V for Vendetta, by Albert W. Vogt III

Did you know that Guy Fawkes was a Catholic?  You would not know that based on the 2005 film V for Vendetta, though it was a crucial part of the reason the famed conspirator and the day of his plot are remembered.  Briefly, Catholics were persecuted in England hundreds of years ago, and he and his co-conspirators felt exploding Parliament was the only solution.  Then again, I do not necessarily watch the movie for any specific Catholic-ness in it.  And truth be told, given the nature of the repressive government portrayed therein and its reliance on “faith” as an opiate of the masses, it can be frustrating from that point of view.  Still, the Catholic in me finds it enjoyable (aside from the violence).

V for Vendetta is set in an indeterminate time in the near future, in London, where a deadly virus had led to the rise of a fascist regime led by Adam Sutler (John Hurt).  He maintains control over the populace through intense surveillance, control of the news, and the use of propaganda warning that without him, things would be much worse.  Sound familiar?  I will let you decide.  At any rate, stepping into this world is Evey Hammond (Natalie Portman), and we meet her on the way to a date.  It is here that we first learn of the government run amok when she encounters secret police (known as “Fingermen”) who seem bent more on rape than serving and protecting.  She is saved by the eponymous hero, V (Hugo Weaving), wearing a Guy Fawkes costume (and the famous mask) who is a vigilante extraordinaire about to make his first grand statement, blowing up the Old Bailey (London’s law court).  Evey is allowed to return home this time, but the authorities learn of her involvement.  They go to pick her up at her job working at the BTN network when V intervenes once more to share his message with London and the rest of England.  In short, he tells them that Sutler stinks, and that they know it.  In the process of breaking into the BTN, Evey helps V get away, prompting him to take her back to his hideout, the Shadow Gallery.  Brought in to investigate these series of attacks is Chief Inspector Finch (Stephen Rea), but the further he goes the more he uncovers the rottenness of the government of which V has firsthand knowledge.  I say “firsthand” because it is revealed that the government, in the process of creating biological weapons, had made the virus, profited from the drugs put out to cure it, and created the human weapon that is V (though he escaped).  His attacks are part of his grand design of revenge.  As it turns out, Evey becomes a willing ally (though not at first) due to her parent’s initial outcry against the rise of Sutler, and they paid for their protest with their lives.  V’s speech also galvanized Londoners broadly, and his call for them to meet him at Parliament to finally carry out the goal that had alluded Guy Fawkes centuries before is answered.  Before he can join them, though, he must face Sutler’s right-hand man, Creedy (Tim Piggot-Smith), who had agreed to bring Sutler to V in exchange for V’s life.  V is mortally wounded in the process and gives the final decision to blow up Parliament to Evey as the representative of the people.

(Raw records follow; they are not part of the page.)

//! Mutation log model

use serde::{Deserialize, Serialize};
use std::fmt;
use std::str::FromStr;
use uuid::Uuid;

use crate::error::Error;

/// A unique identifier for a mutation, using UUID v7 (time-sortable)
#[derive(Debug, Clone, Copy, PartialEq, Eq, Hash, Serialize, Deserialize)]
pub struct MutationId(Uuid);

impl MutationId {
    /// Create a new unique mutation ID using UUID v7
    #[must_use]
    pub fn new() -> Self {
        Self(Uuid::now_v7())
    }

    /// Get the string representation of this ID
    #[must_use]
    pub fn as_str(&self) -> String {
        self.0.to_string()
    }
}

impl Default for MutationId {
    fn default() -> Self {
        Self::new()
    }
}

impl fmt::Display for MutationId {
    fn fmt(&self, f: &mut fmt::Formatter<'_>) -> fmt::Result {
        write!(f, "{}", self.0)
    }
}

impl FromStr for MutationId {
    type Err = uuid::Error;

    fn from_str(s: &str) -> Result<Self, Self::Err> {
        Ok(Self(Uuid::parse_str(s)?))
    }
}

/// Kind of local write a mutation records
#[derive(Debug, Clone, Copy, PartialEq, Eq, Hash, Serialize, Deserialize)]
#[serde(rename_all = "SCREAMING_SNAKE_CASE")]
pub enum MutationOperation {
    Create,
    Update,
    Delete,
}

impl MutationOperation {
    pub const fn as_str(self) -> &'static str {
        match self {
            Self::Create => "CREATE",
            Self::Update => "UPDATE",
            Self::Delete => "DELETE",
        }
    }
}

impl fmt::Display for MutationOperation {
    fn fmt(&self, f: &mut fmt::Formatter<'_>) -> fmt::Result {
        f.write_str(self.as_str())
    }
}

impl FromStr for MutationOperation {
    type Err = Error;

    fn from_str(s: &str) -> Result<Self, Self::Err> {
        match s {
            "CREATE" => Ok(Self::Create),
            "UPDATE" => Ok(Self::Update),
            "DELETE" => Ok(Self::Delete),
            other => Err(Error::InvalidInput(format!(
                "Unknown mutation operation: {other}"
            ))),
        }
    }
}

/// Position of a mutation in the push state machine.
///
/// `Pending` is the only non-terminal state.
#[derive(Debug, Clone, Copy, PartialEq, Eq, Hash, Serialize, Deserialize)]
#[serde(rename_all = "snake_case")]
pub enum MutationStatus {
    Pending,
    Synced,
    DiscardedStale,
    Conflict,
    Quarantined,
    /// The entity type is not registered in this build
    Skipped,
}

impl MutationStatus {
    pub const ALL: [Self; 6] = [
        Self::Pending,
        Self::Synced,
        Self::DiscardedStale,
        Self::Conflict,
        Self::Quarantined,
        Self::Skipped,
    ];

    pub const fn as_str(self) -> &'static str {
        match self {
            Self::Pending => "pending",
            Self::Synced => "synced",
            Self::DiscardedStale => "discarded_stale",
            Self::Conflict => "conflict",
            Self::Quarantined => "quarantined",
            Self::Skipped => "skipped",
        }
    }

    pub const fn is_terminal(self) -> bool {
        !matches!(self, Self::Pending)
    }
}

impl fmt::Display for MutationStatus {
    fn fmt(&self, f: &mut fmt::Formatter<'_>) -> fmt::Result {
        f.write_str(self.as_str())
    }
}

impl FromStr for MutationStatus {
    type Err = Error;

    fn from_str(s: &str) -> Result<Self, Self::Err> {
        Self::ALL
            .into_iter()
            .find(|status| status.as_str() == s)
            .ok_or_else(|| Error::InvalidInput(format!("Unknown mutation status: {s}")))
    }
}

/// A durable record of a local write waiting to reach the remote store
#[derive(Debug, Clone, PartialEq, Serialize, Deserialize)]
pub struct Mutation {
    pub id: MutationId,
    /// Tenant whose session produced the write
    pub tenant_id: String,
    /// Registry name of the entity type; may be unknown to this build
    pub entity_type: String,
    pub entity_id: String,
    pub operation: MutationOperation,
    /// Entity snapshot in its local representation
    pub payload: serde_json::Value,
    /// Enqueue time (Unix ms)
    pub timestamp: i64,
    pub synced: bool,
    pub retry_count: u32,
    pub status: MutationStatus,
    /// Most recent transient push error, if any
    pub last_error: Option<String>,
}

#[cfg(test)]
mod tests {
    use super::*;

    #[test]
    fn mutation_id_parse() {
        let id = MutationId::new();
        let parsed: MutationId = id.as_str().parse().unwrap();
        assert_eq!(id, parsed);
    }

    #[test]
    fn operation_strings_round_trip() {
        for op in [
            MutationOperation::Create,
            MutationOperation::Update,
            MutationOperation::Delete,
        ] {
            assert_eq!(op.as_str().parse::<MutationOperation>().unwrap(), op);
        }
        assert!("UPSERT".parse::<MutationOperation>().is_err());
    }

    #[test]
    fn only_pending_is_non_terminal() {
        for status in MutationStatus::ALL {
            assert_eq!(status.is_terminal(), status != MutationStatus::Pending);
            assert_eq!(status.as_str().parse::<MutationStatus>().unwrap(), status);
        }
    }
}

Throughout V for Vendetta we are told that the thing that had motivated Sutler’s rise was fear, and it is clear that is how he maintained his power.  The Catholic Church teaches that fear is not of God, which makes V perhaps one of the mostly Godly men ever as that is one emotion he lacks.  Evey, though, has nothing but fear, borne of the experiences of her parents.  Her time with V teaches her to let go of her fear, but it is a painful lesson.  It involves V recapturing her after an escape motivated by her distaste for his violence.  He then proceeds to torture her, but also feeds her a story shared with him while he was in captivity of a young woman who had been detained for her homosexuality.  In the midst of her slow death spiral, she writes out her life story, ending it with sentiment shared with whoever reads it that although they will never meet, she loves them.  While the Church obviously does not condone homosexuality (nor does it persecute them, as some might think), what a testament to the true nature of God.  God is love.  This inspires Evey to not give in to her torment, and it eventually frees her.  When V takes her to the roof for air after her ordeal, she walks out into the pouring rain (London, am I right?), looks up, and remarks softly that God is in the rain.  While that is a callback to something in the story she read while imprisoned, it also jives with Biblical teaching.  The Old Testament contains numerous examples of God’s mercy shown in the bringing of moisture from the sky.

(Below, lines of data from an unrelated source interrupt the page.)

//! Vehicle <-> `vehicles` table

use serde_json::{json, Value};

use super::{format_timestamp, FieldMapper, MappingError, RemoteRow, RowReader};
use crate::models::{EntityKind, Vehicle};

const TABLE: &str = EntityKind::Vehicle.remote_table();

impl FieldMapper for Vehicle {
    const LOCAL_ONLY_FIELDS: &'static [&'static str] = &["photoPath"];

    fn to_remote(&self) -> RemoteRow {
        let mut row = RemoteRow::new();
        row.insert("id".into(), json!(self.id));
        if let Some(tenant_id) = &self.tenant_id {
            row.insert("tenant_id".into(), json!(tenant_id.as_str()));
        }
        row.insert("license_plate".into(), json!(self.plate));
        row.insert("make".into(), json!(self.make));
        row.insert("model".into(), json!(self.model));
        row.insert("model_year".into(), json!(self.year));
        row.insert("owner_id".into(), json!(self.customer_id));
        row.insert("notes".into(), json!(self.notes));
        row.insert("created_at".into(), Value::String(format_timestamp(self.created_at)));
        row.insert("updated_at".into(), Value::String(format_timestamp(self.updated_at)));
        row.insert("is_deleted".into(), json!(self.is_deleted));
        row
    }

    fn from_remote(row: &RemoteRow) -> Result<Self, MappingError> {
        let reader = RowReader::new(TABLE, row);
        Ok(Self {
            id: reader.required_str("id")?,
            tenant_id: reader.tenant()?,
            plate: reader.required_str("license_plate")?,
            make: reader.required_str("make")?,
            model: reader.required_str("model")?,
            year: reader.optional_i32("model_year")?,
            customer_id: reader.optional_str("owner_id")?,
            notes: reader.optional_str("notes")?,
            photo_path: None,
            created_at: reader.required_timestamp("created_at")?,
            updated_at: reader.required_timestamp("updated_at")?,
            is_deleted: reader.bool_or("is_deleted", false)?,
        })
    }
}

If you have not seen V for Vendetta before, I recommend it.  However, it should be noted that some of its material might hit a little close to home given the state of our society currently.  There is, of course, the tie-in with the virus in the film and COVID-19, and the fears it has produced broadly.  There are also V’s acts.  He has a line in there that I whole-heartedly agree with, “People shouldn’t be afraid of their government. Governments should be afraid of their people.”  For him, this justifies his terrorist attacks.  Governments should be mindful of their people, but not because they might destroy a building.  They should remember that it is with us that true power lies, and to borrow another quote from the film, that an idea like freedom is bulletproof and requires no violence when expressed in a united cause.